The woman was detained on Saturday after being tracked down through a mobile number written on the explosives-filled packages, which were found on freighter jets in Britain and Dubai the day before, Yemeni officials said.
In the United States, counter-terrorism chief John Brennan said on Sunday there was no intelligence indicating there were any additional parcel bombs from Yemen, although he refused to rule out the possibility.
"I think we have to presume that there might be and therefore we have to take these measures but right now we do not have indications that there are others that are out there," Brennan told NBC's "Meet the Press" news show.

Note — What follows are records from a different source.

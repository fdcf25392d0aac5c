//! Broker transport abstraction.
//!
//! The publisher, consumer and broker health probe only talk to RabbitMQ
//! through the three traits defined here:
//!
//! ```text
//! Connector ──connect()──▶ BrokerConnection ──create_channel()──▶ BrokerChannel
//! ```
//!
//! [`amqp`] implements them on top of lapin; [`memory`] is an in-process
//! broker for tests.

pub mod amqp;
pub mod connection;
pub mod memory;

pub use amqp::AmqpConnector;
pub use connection::ConnectionManager;
pub use memory::MemoryBroker;

use async_trait::async_trait;
use futures::Stream;
use thiserror::Error;

/// Errors raised by the broker transport.
///
/// Cloneable so that a single shared connection attempt can hand the same
/// failure to every caller awaiting it.
#[derive(Debug, Clone, Error, PartialEq, Eq)]
pub enum BrokerError {
    #[error("broker connection failed: {0}")]
    Connection(String),

    #[error("channel operation failed: {0}")]
    Channel(String),

    #[error("delivery failed: {0}")]
    Delivery(String),
}

/// Queue declaration flags.
#[derive(Debug, Clone, Copy, Default, PartialEq, Eq)]
pub struct QueueOptions {
    pub durable: bool,
    pub exclusive: bool,
    pub auto_delete: bool,
}

impl QueueOptions {
    /// Non-durable, non-exclusive, no auto-delete.
    ///
    /// Messages on these queues do not survive a broker restart.
    pub const fn transient() -> Self {
        QueueOptions {
            durable: false,
            exclusive: false,
            auto_delete: false,
        }
    }
}

/// A message received from a queue.
#[derive(Debug, Clone, PartialEq, Eq)]
pub struct Delivery {
    /// Channel-scoped tag used to ack or nack this delivery exactly once
    pub delivery_tag: u64,
    /// Raw message body (UTF-8 JSON on the wire)
    pub data: Vec<u8>,
    /// Whether the broker has delivered this message before
    pub redelivered: bool,
}

/// Opens physical connections to the broker.
#[async_trait]
pub trait Connector: Send + Sync + 'static {
    type Connection: BrokerConnection;

    async fn connect(&self) -> Result<Self::Connection, BrokerError>;
}

/// A live broker connection. Shared read-only between callers.
#[async_trait]
pub trait BrokerConnection: Send + Sync + 'static {
    type Channel: BrokerChannel;

    async fn create_channel(&self) -> Result<Self::Channel, BrokerError>;

    /// Whether the connection still reports itself as open.
    fn is_open(&self) -> bool;

    async fn close(&self) -> Result<(), BrokerError>;
}

/// A channel owned by exactly one operation.
#[async_trait]
pub trait BrokerChannel: Send + Sync + 'static {
    type Deliveries: Stream<Item = Result<Delivery, BrokerError>> + Send + Unpin + 'static;

    async fn queue_declare(&self, queue: &str, options: QueueOptions) -> Result<(), BrokerError>;

    /// Limit the number of unacknowledged deliveries held by this channel.
    async fn basic_qos(&self, prefetch_count: u16) -> Result<(), BrokerError>;

    /// Publish `body` to `queue` through the default exchange.
    async fn basic_publish(&self, queue: &str, body: &[u8]) -> Result<(), BrokerError>;

    async fn basic_consume(
        &self,
        queue: &str,
        consumer_tag: &str,
    ) -> Result<Self::Deliveries, BrokerError>;

    async fn basic_ack(&self, delivery_tag: u64) -> Result<(), BrokerError>;

    async fn basic_nack(&self, delivery_tag: u64, requeue: bool) -> Result<(), BrokerError>;

    async fn close(&self) -> Result<(), BrokerError>;
}

/// Connection type produced by a connector.
pub type ConnectionOf<C> = <C as Connector>::Connection;

/// Channel type produced by a connector's connections.
pub type ChannelOf<C> = <ConnectionOf<C> as BrokerConnection>::Channel;

/// Close a channel, logging and discarding any close-time error.
pub(crate) async fn close_quietly<Ch: BrokerChannel>(channel: &Ch, owner: &'static str) {
    if let Err(e) = channel.close().await {
        tracing::debug!(owner = owner, error = %e, "rabbitmq_channel_close_error");
    }
}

"We are trying to get a better handle on what else might be out there, that's why we've taken exceptionally prudent measures in my mind as far as preventing packages coming in to the United States from Yemen."

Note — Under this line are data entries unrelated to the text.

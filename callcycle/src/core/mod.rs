//! Deterministic, pure logic shared by the cycle loop.
//!
//! Core modules must be free of I/O side effects. They operate on in-memory
//! data structures and return deterministic outputs suitable for tests.

pub mod adapt;
pub mod transcript;
pub mod types;
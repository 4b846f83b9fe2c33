//! Shared application state for the cycle server.

use std::path::PathBuf;
use std::sync::Arc;

use callcycle::cycle::Adapters;
use callcycle::io::config::CallcycleConfig;
use callcycle::io::init::CallcyclePaths;
use tokio::sync::Mutex;

/// Shared state accessible from all request handlers.
#[derive(Clone)]
pub struct AppState {
    /// Root directory of the project (contains .callcycle/).
    pub project_dir: PathBuf,
    pub config: Arc<CallcycleConfig>,
    pub adapters: Arc<Adapters>,
    /// Held for the duration of a cycle so the state file has a single writer.
    pub cycle_lock: Arc<Mutex<()>>,
}

impl AppState {
    pub fn new(project_dir: PathBuf, config: CallcycleConfig, adapters: Adapters) -> Self {
        Self {
            project_dir,
            config: Arc::new(config),
            adapters: Arc::new(adapters),
            cycle_lock: Arc::new(Mutex::new(())),
        }
    }

    pub fn paths(&self) -> CallcyclePaths {
        CallcyclePaths::new(&self.project_dir)
    }
}
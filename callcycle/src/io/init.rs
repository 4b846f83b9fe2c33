//! Initialization helpers for `.callcycle/` scaffolding.

use std::fs;
use std::path::PathBuf;

use anyhow::{Context, Result};
use tracing::info;

use super::config::{CallcycleConfig, load_config, write_config};
use super::script_store::ScriptStore;
use crate::core::types::ScriptState;

/// All canonical paths within `.callcycle/` for a project root.
#[derive(Debug, Clone)]
pub struct CallcyclePaths {
    pub root: PathBuf,
    pub callcycle_dir: PathBuf,
    pub state_dir: PathBuf,
    pub audio_dir: PathBuf,
    pub config_path: PathBuf,
    pub script_path: PathBuf,
    pub agent_audio_path: PathBuf,
}

impl CallcyclePaths {
    pub fn new(root: impl Into<PathBuf>) -> Self {
        let root = root.into();
        let callcycle_dir = root.join(".callcycle");
        let state_dir = callcycle_dir.join("state");
        let audio_dir = callcycle_dir.join("audio");
        Self {
            root: root.clone(),
            callcycle_dir: callcycle_dir.clone(),
            state_dir: state_dir.clone(),
            audio_dir: audio_dir.clone(),
            config_path: callcycle_dir.join("config.toml"),
            script_path: state_dir.join("current_script.json"),
            agent_audio_path: audio_dir.join("agent_output.mp3"),
        }
    }

    /// Resolve a config-relative path against the project root.
    pub fn resolve(&self, path: &std::path::Path) -> PathBuf {
        if path.is_absolute() {
            path.to_path_buf()
        } else {
            self.root.join(path)
        }
    }
}

/// Options for `init_workspace`.
#[derive(Debug, Clone)]
pub struct InitOptions {
    /// If true, overwrite existing config and script state.
    pub force: bool,
}

/// Create `.callcycle/` with a default config and the initial script state.
///
/// Existing files are kept unless `force` is set. The script state is seeded
/// from the (possibly pre-existing) config's default variants.
pub fn init_workspace(root: impl Into<PathBuf>, options: &InitOptions) -> Result<CallcyclePaths> {
    let paths = CallcyclePaths::new(root);
    fs::create_dir_all(&paths.state_dir)
        .with_context(|| format!("create {}", paths.state_dir.display()))?;
    fs::create_dir_all(&paths.audio_dir)
        .with_context(|| format!("create {}", paths.audio_dir.display()))?;

    if options.force || !paths.config_path.exists() {
        write_config(&paths.config_path, &CallcycleConfig::default())?;
        info!(path = %paths.config_path.display(), "wrote default config");
    }
    let cfg = load_config(&paths.config_path)?;

    if options.force || !paths.script_path.exists() {
        let store = ScriptStore::new(&paths.script_path, cfg.scripts.clone());
        store.save(&ScriptState::from_defaults(&cfg.scripts))?;
        info!(path = %paths.script_path.display(), "wrote initial script state");
    }

    Ok(paths)
}

#[cfg(test)]
mod tests {
    use super::*;

    #[test]
    fn init_creates_config_and_default_script() {
        let temp = tempfile::tempdir().expect("tempdir");
        let paths = init_workspace(temp.path(), &InitOptions { force: false }).expect("init");

        assert!(paths.config_path.exists());
        assert!(paths.audio_dir.is_dir());
        let cfg = load_config(&paths.config_path).expect("config");
        let state = ScriptStore::new(&paths.script_path, cfg.scripts.clone())
            .load()
            .expect("load");
        assert_eq!(state, ScriptState::from_defaults(&cfg.scripts));
    }

    #[test]
    fn init_without_force_keeps_existing_state() {
        let temp = tempfile::tempdir().expect("tempdir");
        let paths = init_workspace(temp.path(), &InitOptions { force: false }).expect("init");
        fs::write(
            &paths.script_path,
            "{\"intro\":\"a\",\"benefits\":\"b\",\"cta\":\"c\"}\n",
        )
        .expect("write");

        init_workspace(temp.path(), &InitOptions { force: false }).expect("re-init");
        let contents = fs::read_to_string(&paths.script_path).expect("read");
        assert!(contents.contains("\"intro\":\"a\""));

        init_workspace(temp.path(), &InitOptions { force: true }).expect("force init");
        let contents = fs::read_to_string(&paths.script_path).expect("read");
        assert!(!contents.contains("\"intro\":\"a\""));
    }

    #[test]
    fn resolve_joins_relative_paths_onto_root() {
        let paths = CallcyclePaths::new("/srv/project");
        assert_eq!(
            paths.resolve(std::path::Path::new("example.mp3")),
            PathBuf::from("/srv/project/example.mp3")
        );
        assert_eq!(
            paths.resolve(std::path::Path::new("/tmp/reply.mp3")),
            PathBuf::from("/tmp/reply.mp3")
        );
    }
}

Meanwhile in Yemen, where officials had said they were examining 26 other seized packages, hundreds of students rallied at Sanaa University calling for the release of the woman a rights group identified as Hanan al-Samawi, 22.
Barman said his group received information that "all employees" from the Sanaa offices of FedEx and UPS -- the services on which the packages were reportedly posted -- had also been detained for questioning on Saturday.

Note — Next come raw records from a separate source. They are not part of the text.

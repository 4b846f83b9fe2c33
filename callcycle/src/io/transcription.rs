//! Transcription adapter.
//!
//! Only the callee's side is transcribed; the agent's side is represented by
//! a configured placeholder line.

use std::path::Path;

use anyhow::{Context, Result, anyhow};
use reqwest::blocking::multipart::Form;
use serde::Deserialize;
use tracing::{debug, instrument};

use crate::core::transcript::compose_transcript;
use crate::io::config::TranscriptionConfig;
use crate::io::http::{api_key_from_env, client, ensure_success, join_url};

/// Abstraction over speech-to-text backends.
pub trait Transcriber {
    /// Transcribe the callee's audio to plain text.
    fn transcribe(&self, farmer_audio: &Path) -> Result<String>;
}

impl<T: Transcriber + ?Sized> Transcriber for Box<T> {
    fn transcribe(&self, farmer_audio: &Path) -> Result<String> {
        (**self).transcribe(farmer_audio)
    }
}

/// Produce the two-party transcript for one call.
#[instrument(skip_all, fields(agent_audio = %agent_audio.display(), farmer_audio = %farmer_audio.display()))]
pub fn transcribe_call<T: Transcriber + ?Sized>(
    transcriber: &T,
    agent_audio: &Path,
    farmer_audio: &Path,
    agent_placeholder: &str,
) -> Result<String> {
    if !agent_audio.exists() {
        return Err(anyhow!(
            "transcription failed: missing agent audio {}",
            agent_audio.display()
        ));
    }
    let farmer_text = transcriber
        .transcribe(farmer_audio)
        .map_err(|err| anyhow!("transcription failed: {err:#}"))?;
    let transcript = compose_transcript(agent_placeholder, &farmer_text);
    debug!(%transcript, "generated transcript");
    Ok(transcript)
}

/// Returns a canned reply regardless of the audio.
#[derive(Debug, Clone)]
pub struct FixedTranscriber {
    text: String,
}

impl FixedTranscriber {
    pub fn new(text: impl Into<String>) -> Self {
        Self { text: text.into() }
    }
}

impl Transcriber for FixedTranscriber {
    fn transcribe(&self, _farmer_audio: &Path) -> Result<String> {
        Ok(self.text.clone())
    }
}

#[derive(Deserialize)]
struct TranscriptionResponse {
    text: String,
}

/// Transcriber backed by an OpenAI-compatible `audio/transcriptions` endpoint.
#[derive(Debug, Clone)]
pub struct WhisperTranscriber {
    config: TranscriptionConfig,
}

impl WhisperTranscriber {
    pub fn new(config: TranscriptionConfig) -> Self {
        Self { config }
    }
}

impl Transcriber for WhisperTranscriber {
    #[instrument(skip_all, fields(model = %self.config.model))]
    fn transcribe(&self, farmer_audio: &Path) -> Result<String> {
        if !farmer_audio.exists() {
            return Err(anyhow!("missing farmer audio {}", farmer_audio.display()));
        }
        let api_key = api_key_from_env(&self.config.api_key_env)?;
        let form = Form::new()
            .text("model", self.config.model.clone())
            .file("file", farmer_audio)
            .with_context(|| format!("attach audio {}", farmer_audio.display()))?;

        let response = client(self.config.timeout_secs)?
            .post(join_url(&self.config.base_url, "audio/transcriptions"))
            .bearer_auth(api_key)
            .multipart(form)
            .send()
            .context("send transcription request")?;
        let parsed: TranscriptionResponse = ensure_success(response, "transcription")?
            .json()
            .context("parse transcription response")?;
        Ok(parsed.text)
    }
}
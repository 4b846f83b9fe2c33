//! Iterative outbound-call simulation loop.
//!
//! Each cycle synthesizes the current call script, transcribes the other
//! party's reply, extracts structured insights from the transcript, and
//! rewrites the script for the next call using a fixed rule table. The
//! architecture keeps a strict separation:
//!
//! - **[`core`]**: Pure, deterministic logic (script state, insight records,
//!   adaptation rules). No I/O, fully testable in isolation.
//! - **[`io`]**: Side-effecting operations (config, state file, speech
//!   synthesis, transcription, language-model analysis). Each external
//!   service sits behind a trait so tests can script it.
//!
//! [`cycle`] sequences core logic with I/O to implement one end-to-end pass.

pub mod core;
pub mod cycle;
pub mod exit_codes;
pub mod io;
pub mod logging;
#[cfg(any(test, feature = "test-support"))]
pub mod test_support;
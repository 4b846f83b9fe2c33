//! Two-party transcript composition.

/// Compose the transcript handed to analysis.
///
/// Always two lines: the agent placeholder first, then the callee's
/// transcribed reply with surrounding whitespace trimmed.
pub fn compose_transcript(agent_placeholder: &str, farmer_text: &str) -> String {
    format!("Agent: {agent_placeholder}\nFarmer: {}", farmer_text.trim())
}
//! Cycle server - HTTP shell around one simulation cycle per request.

mod routes;
mod state;

use std::net::SocketAddr;
use std::path::PathBuf;

use callcycle::cycle::Adapters;
use callcycle::io::config::load_config;
use callcycle::io::init::CallcyclePaths;
use clap::Parser;
use tower_http::cors::{Any, CorsLayer};
use tracing::info;

use crate::state::AppState;

#[derive(Parser)]
#[command(name = "callcycle-server")]
#[command(about = "HTTP server that runs simulation cycles on request")]
struct Args {
    /// Address to bind the server to
    #[arg(long, default_value = "0.0.0.0")]
    bind: String,

    /// Port to listen on
    #[arg(long, default_value = "8000")]
    port: u16,

    /// Project directory (contains .callcycle/)
    #[arg(long, default_value = ".")]
    project_dir: PathBuf,
}

#[tokio::main]
async fn main() -> anyhow::Result<()> {
    tracing_subscriber::fmt()
        .with_env_filter(
            tracing_subscriber::EnvFilter::from_default_env()
                .add_directive("callcycle_server=info".parse()?)
                .add_directive("callcycle=info".parse()?),
        )
        .init();

    let args = Args::parse();

    let project_dir = args.project_dir.canonicalize().unwrap_or(args.project_dir);
    info!(project_dir = %project_dir.display(), "starting callcycle-server");

    let paths = CallcyclePaths::new(&project_dir);
    let config = load_config(&paths.config_path)?;
    let adapters = Adapters::from_config(&config);
    let state = AppState::new(project_dir, config, adapters);

    let cors = CorsLayer::new()
        .allow_origin(Any)
        .allow_methods(Any)
        .allow_headers(Any);

    let app = routes::router().layer(cors).with_state(state);

    let addr: SocketAddr = format!("{}:{}", args.bind, args.port).parse()?;
    info!(addr = %addr, "listening");

    let listener = tokio::net::TcpListener::bind(addr).await?;
    axum::serve(listener, app).await?;

    Ok(())
}
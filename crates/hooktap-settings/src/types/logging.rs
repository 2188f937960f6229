use serde::{Deserialize, Serialize};

/// Log output settings.
#[derive(Clone, Debug, PartialEq, Eq, Serialize, Deserialize)]
#[serde(rename_all = "camelCase", default)]
pub struct LoggingSettings {
    /// Minimum level or `EnvFilter` directive. `RUST_LOG` still wins.
    pub level: String,
    /// `compact` or `json`.
    pub format: String,
}

impl Default for LoggingSettings {
    fn default() -> Self {
        Self {
            level: "info".to_string(),
            format: "compact".to_string(),
        }
    }
}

Yemen's President Ali Abdullah Saleh said security services "received information that a girl has sent the parcels from the two cargo companies," apparently referring to UPS and FedEx.
The arrested woman, a medicine student at Sanaa university whose father is a petroleum engineer, was held with her mother, a Yemeni security official told AFP.
Security forces had closed the offices of the US firms on Saturday, while setting up barricades in most areas of the Yemeni capital, checking the identification of car passengers.
Stringent measures were also imposed around the world as British Prime Minister David Cameron said the bomb found in his country was apparently designed to blow the aircraft out of the sky.
US officials have said the two intercepted packages were addressed to synagogues in Chicago.
US President Barack Obama has made it clear he suspects the involvement of Al-Qaeda in the Arabian Peninsula (AQAP) -- the Yemen-based branch of Osama bin Laden's extremist network -- and vowed to wipe out the organisation.
Cameron said of the bomb discovered at East Midlands airport in central England that authorities believed "the device was designed to go off on the airplane," possibly over British soil.
Dubai police said the parcel bomb found there bore the "hallmarks of Al-Qaeda". It involved the high explosive PETN hidden inside a computer printer with a circuit board and mobile phone SIM card attached.
Britain's Sunday Telegraph newspaper and The Washington Post said investigators were focusing on a Saudi Al-Qaeda explosives expert based in Yemen, 28-year-old Ibrahim Hassan al-Asiri.
Asiri's brother Abdullah attempted to kill the Saudi deputy interior minister in August 2009 in a suicide attack that reportedly involved explosives concealed inside his own body.
PETN, or Pentaerythritol tetranitrate, was used in that attempt by would-be "underpants bomber" Farouk Abdulmutallab and also in 2001 by attempted shoe-bomber Richard Reid.
Analysis: Cargo plan bombs show security gaps, innovation The New York Times reported that investigators said the bombs intercepted on Friday were expertly constructed.
The one discovered at Dubai airport was concealed in a Hewlett-Packard desktop printer, with high explosives packed into a printer cartridge to avoid detection by scanners, it said.
The bomb discovered in Britain was also hidden in a printer cartridge, the report said.
The cargo scare presented a new twist as Western authorities have usually focused on dangers to passenger jets following the September 11, 2001 attacks, when Al-Qaeda hijacked planes and struck targets in New York and Washington.